*EXERCISE DESCRIPTION:* Up to and including the line that contains "use serde_json::Value as JsonValue;", reproduce every line exactly, beginning with the first line below.

(Records drawn from a dataset)
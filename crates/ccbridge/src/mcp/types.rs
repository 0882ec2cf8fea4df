//! Shared types for MCP server declarations, discovered tools, and the
//! aggregated discovery result.

use std::collections::HashMap;
use std::path::PathBuf;

use indexmap::IndexMap;
use serde::{Deserialize, Serialize};
use serde_json::Value as JsonValue;

/// Prefix shared by every fully-qualified MCP tool name.
pub const MCP_TOOL_PREFIX: &str = "mcp__";

/// Tool name used when a server's catalog could not be listed.
pub const WILDCARD_TOOL: &str = "*";

/// Network transport family requested by a declaration's `type` tag.
#[derive(Debug, Clone, Copy, PartialEq, Eq, Hash, Serialize, Deserialize)]
#[serde(rename_all = "kebab-case")]
pub enum NetworkKind {
    StreamableHttp,
    Sse,
    WebSocket,
}

impl NetworkKind {
    /// Map a `type` tag onto a network kind. Missing and unrecognized tags
    /// select streamable HTTP.
    pub fn from_tag(tag: Option<&str>) -> Self {
        match tag.map(|t| t.trim().to_ascii_lowercase()).as_deref() {
            Some("sse") => NetworkKind::Sse,
            Some("websocket") | Some("ws") => NetworkKind::WebSocket,
            _ => NetworkKind::StreamableHttp,
        }
    }
}

/// A declaration exactly as written in `.mcp.json`.
#[derive(Debug, Clone, Default, Deserialize)]
pub struct RawServerConfig {
    #[serde(default)]
    pub command: Option<String>,
    #[serde(default)]
    pub args: Option<Vec<String>>,
    #[serde(default)]
    pub env: Option<HashMap<String, String>>,
    #[serde(default, rename = "type")]
    pub kind: Option<String>,
    #[serde(default)]
    pub url: Option<String>,
}

/// One declared MCP server, validated once when its file is loaded.
#[derive(Debug, Clone, PartialEq, Serialize)]
#[serde(tag = "transport", rename_all = "camelCase")]
pub enum ServerConfig {
    Local {
        command: String,
        args: Vec<String>,
        env: HashMap<String, String>,
    },
    Network {
        kind: NetworkKind,
        url: String,
    },
    Unusable {
        reason: String,
    },
}

impl ServerConfig {
    /// Classify a raw declaration.
    ///
    /// `type: "stdio"` demands a command. Otherwise a non-blank `url` wins,
    /// then a non-blank `command`; anything else is unusable.
    pub fn from_raw(raw: RawServerConfig) -> Self {
        let command = raw.command.filter(|c| !c.trim().is_empty());
        let url = raw.url.filter(|u| !u.trim().is_empty());
        let is_stdio = raw
            .kind
            .as_deref()
            .is_some_and(|k| k.trim().eq_ignore_ascii_case("stdio"));

        if is_stdio {
            return match command {
                Some(command) => ServerConfig::Local {
                    command,
                    args: raw.args.unwrap_or_default(),
                    env: raw.env.unwrap_or_default(),
                },
                None => ServerConfig::Unusable {
                    reason: "stdio server declares no command".to_string(),
                },
            };
        }
        if let Some(url) = url {
            return ServerConfig::Network {
                kind: NetworkKind::from_tag(raw.kind.as_deref()),
                url: url.trim().to_string(),
            };
        }
        match command {
            Some(command) => ServerConfig::Local {
                command,
                args: raw.args.unwrap_or_default(),
                env: raw.env.unwrap_or_default(),
            },
            None => ServerConfig::Unusable {
                reason: "server declares neither a command nor a url".to_string(),
            },
        }
    }

    /// Validate an arbitrary JSON value from an `mcpServers` entry.
    pub fn from_value(value: &JsonValue) -> Self {
        if !value.is_object() {
            return ServerConfig::Unusable {
                reason: "server declaration is not an object".to_string(),
            };
        }
        match serde_json::from_value::<RawServerConfig>(value.clone()) {
            Ok(raw) => ServerConfig::from_raw(raw),
            Err(e) => ServerConfig::Unusable {
                reason: format!("invalid server declaration: {e}"),
            },
        }
    }
}

/// Servers declared in one `.mcp.json`, in declaration order.
///
/// `servers` drives discovery; `raw` is the file content as parsed and is
/// what gets serialized, so reports show declarations exactly as written.
#[derive(Debug, Clone, Default)]
pub struct ProjectConfig {
    pub servers: IndexMap<String, ServerConfig>,
    pub raw: JsonValue,
}

impl Serialize for ProjectConfig {
    fn serialize<S: serde::Serializer>(&self, serializer: S) -> Result<S::Ok, S::Error> {
        self.raw.serialize(serializer)
    }
}

/// A parsed config file and where it was found.
#[derive(Debug, Clone, Serialize)]
pub struct DiscoveredConfig {
    pub path: PathBuf,
    pub config: ProjectConfig,
}

/// Build the `mcp__<server>__<tool>` identifier.
pub fn qualified_tool_name(server: &str, tool: &str) -> String {
    format!("{MCP_TOOL_PREFIX}{server}__{tool}")
}

/// A tool exposed by a server, with its fully-qualified name.
#[derive(Debug, Clone, PartialEq, Eq, Serialize, Deserialize)]
#[serde(rename_all = "camelCase")]
pub struct ToolInfo {
    pub server_name: String,
    pub tool_name: String,
    pub full_tool_name: String,
}

impl ToolInfo {
    pub fn new(server: &str, tool: &str) -> Self {
        Self {
            server_name: server.to_string(),
            tool_name: tool.to_string(),
            full_tool_name: qualified_tool_name(server, tool),
        }
    }

    /// Placeholder granting every tool of a server whose catalog is unknown.
    pub fn wildcard(server: &str) -> Self {
        Self::new(server, WILDCARD_TOOL)
    }

    pub fn is_wildcard(&self) -> bool {
        self.tool_name == WILDCARD_TOOL
    }
}

/// Everything one discovery run produced.
#[derive(Debug, Clone, Default, Serialize)]
#[serde(rename_all = "camelCase")]
pub struct DiscoveryResult {
    pub tools: Vec<ToolInfo>,
    pub allow_list: Vec<String>,
    pub mcp_configs: Vec<DiscoveredConfig>,
}

impl DiscoveryResult {
    pub fn new(tools: Vec<ToolInfo>, mcp_configs: Vec<DiscoveredConfig>) -> Self {
        let allow_list = tools.iter().map(|t| t.full_tool_name.clone()).collect();
        Self {
            tools,
            allow_list,
            mcp_configs,
        }
    }

    pub fn server_count(&self) -> usize {
        self.mcp_configs.iter().map(|c| c.config.servers.len()).sum()
    }
}
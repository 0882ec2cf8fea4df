//! Structured discovery events and the reporters that consume them.

use std::path::PathBuf;
use std::sync::Mutex;

use crate::mcp::negotiate::TransportKind;

/// Which step of a transport attempt failed.
#[derive(Debug, Clone, Copy, PartialEq, Eq)]
pub enum AttemptStage {
    /// The session could not be constructed (bad address, missing binary).
    Construct,
    /// The session was built but connecting or listing tools failed.
    Connect,
}

/// Something noteworthy that happened during discovery.
#[derive(Debug, Clone, PartialEq)]
pub enum DiscoveryEvent {
    ConfigFound {
        path: PathBuf,
        servers: usize,
    },
    ConfigSkipped {
        path: PathBuf,
        reason: String,
    },
    ServerStarted {
        server: String,
    },
    AttemptStarted {
        server: String,
        transport: TransportKind,
    },
    AttemptFailed {
        server: String,
        transport: TransportKind,
        stage: AttemptStage,
        error: String,
    },
    ToolsListed {
        server: String,
        transport: TransportKind,
        count: usize,
    },
    WildcardFallback {
        server: String,
        reason: String,
    },
}

/// Sink for discovery events.
pub trait DiscoveryReporter: Send + Sync {
    fn report(&self, event: DiscoveryEvent);
}

/// Forwards events to `tracing`.
#[derive(Debug, Clone, Copy, Default)]
pub struct TracingReporter;

impl DiscoveryReporter for TracingReporter {
    fn report(&self, event: DiscoveryEvent) {
        match event {
            DiscoveryEvent::ConfigFound { path, servers } => {
                tracing::info!(path = %path.display(), servers, "found MCP config");
            }
            DiscoveryEvent::ConfigSkipped { path, reason } => {
                tracing::warn!(path = %path.display(), %reason, "skipping MCP config");
            }
            DiscoveryEvent::ServerStarted { server } => {
                tracing::debug!(%server, "enumerating MCP server");
            }
            DiscoveryEvent::AttemptStarted { server, transport } => {
                tracing::debug!(%server, %transport, "trying transport");
            }
            DiscoveryEvent::AttemptFailed {
                server,
                transport,
                stage,
                error,
            } => {
                tracing::debug!(%server, %transport, ?stage, %error, "transport attempt failed");
            }
            DiscoveryEvent::ToolsListed {
                server,
                transport,
                count,
            } => {
                tracing::info!(%server, %transport, count, "listed MCP tools");
            }
            DiscoveryEvent::WildcardFallback { server, reason } => {
                tracing::warn!(%server, %reason, "falling back to wildcard permission");
            }
        }
    }
}

/// Collects events in memory, for tests and callers that want a transcript.
#[derive(Debug, Default)]
pub struct RecordingReporter {
    events: Mutex<Vec<DiscoveryEvent>>,
}

impl RecordingReporter {
    pub fn events(&self) -> Vec<DiscoveryEvent> {
        match self.events.lock() {
            Ok(guard) => guard.clone(),
            Err(poisoned) => poisoned.into_inner().clone(),
        }
    }
}

impl DiscoveryReporter for RecordingReporter {
    fn report(&self, event: DiscoveryEvent) {
        match self.events.lock() {
            Ok(mut guard) => guard.push(event),
            Err(poisoned) => poisoned.into_inner().push(event),
        }
    }
}

#[cfg(test)]
mod tests {
    use super::*;

    #[test]
    fn recording_reporter_keeps_order() {
        let reporter = RecordingReporter::default();
        reporter.report(DiscoveryEvent::ServerStarted { server: "a".into() });
        reporter.report(DiscoveryEvent::WildcardFallback {
            server: "a".into(),
            reason: "timeout".into(),
        });
        let events = reporter.events();
        assert_eq!(events.len(), 2);
        assert!(matches!(events[0], DiscoveryEvent::ServerStarted { .. }));
        assert!(matches!(events[1], DiscoveryEvent::WildcardFallback { .. }));
    }
}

*SOLUTION TO THE PROBLEM:*
filename crates/ccbridge/src/mcp/types.rs
repository 0882ec2cf8fea4df
//! Shared types for MCP server declarations, discovered tools, and the
//! aggregated discovery result.

use std::collections::HashMap;
use std::path::PathBuf;

use indexmap::IndexMap;
use serde::{Deserialize, Serialize};
use serde_json::Value as JsonValue;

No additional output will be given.